Matching circuits are widely used in the RF chain, where they can have a big impact on the performance of any wireless device, including its range and battery life. Designing and tuning matching circuits can be a tedious task and Optenni Lab offers RF and antenna engineers an intuitive, fast, and easy-to-use matching circuit synthesis and optimization software.
With this collaboration, Altair customers from multiple industries will now be able to leverage this new addition, including consumer electronics and IoT companies, automotive, aerospace, defense, electronics and communications, among other verticals. There is a two-way link between FEKO and Optenni Lab. Customers use FEKO to simulate the impedance data for the unmatched antenna, which is transferred to Optenni Lab to synthesize the optimal matching circuit, considering multiple topologies and using realistic library models from several component vendors. Once the matching circuit is designed, it is transferred back to FEKO and added into the model. Matching circuits for antennas are widely used but Optenni is also useful to design matching circuits for low-noise and power amplifiers and for multiplexer design.
Optenni Lab optimizes matching circuits to maximize the total efficiency of broadband and multiband antennas, taking into account component losses and antenna radiation efficiency. The software also provides matching circuits that optimize the total efficiency in multi-antenna systems, taking antenna coupling/isolation into account. Multiport capabilities are used to maximize the end-to-end transfer of energy in Bluetooth, RFID, NFC and wireless charging applications.
The software’s unique capabilities are specifically engineered for designing and optimizing tunable and switchable matching circuits providing optimal values for both fixed and tunable matching components so that the best efficiency is obtained on all the desired operation bands. In designing matching circuits for low-noise amplifiers and power amplifiers, the user can specify the optimal target impedances for best noise, power, or efficiency performance, including the impedances at harmonic frequencies. Optenni Lab also speeds up the design of quadplexers and higher N-plexers in modern multiband front-end modules for mobile devices.
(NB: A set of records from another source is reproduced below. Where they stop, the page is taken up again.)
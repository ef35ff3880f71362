//! # Storage Layer
//!
//! Persistence for the task list and user configuration.
//!
//! ## Storage Formats
//!
//! | Data | Format | Location |
//! |------|--------|----------|
//! | Tasks | Pipe-delimited lines | `data/cow.txt` (configurable) |
//! | Config | TOML | `~/.config/cow/config.toml` |
//!
//! ## Key Types
//!
//! - [`TaskStore`] - Loads and saves the task file
//! - [`codec`] - Encodes one task per line
//! - [`Config`] - User configuration

pub mod codec;
mod config;
mod store;

pub use codec::CodecError;
pub use config::{Config, ConfigError, DEFAULT_DATA_FILE};
pub use store::{LoadReport, SkippedLine, TaskStore};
Optenni Lab is typically used in the design of handheld device antenna systems - smartphones, tablets etc. - and in the automotive industry for radio transceiver unit's antenna design. The antennas are often integrated into the device cover or printed circuit board, and the geometry and ground planes are thus usually restricted by the mechanical design. In an efficient design flow, the antenna geometry is optimized together with the matching circuit, using electromagnetic (EM) simulator and Optenni Lab cooperatively. Before implementing the matching circuit, one can easily adjust the possible EM simulation inaccuracies by carrying out a prototype measurement and using the measured data in the matching circuit synthesis. This way one can alleviate the EM modeling accuracy requirement and adapt to last-minute changes in device mechanics, materials etc.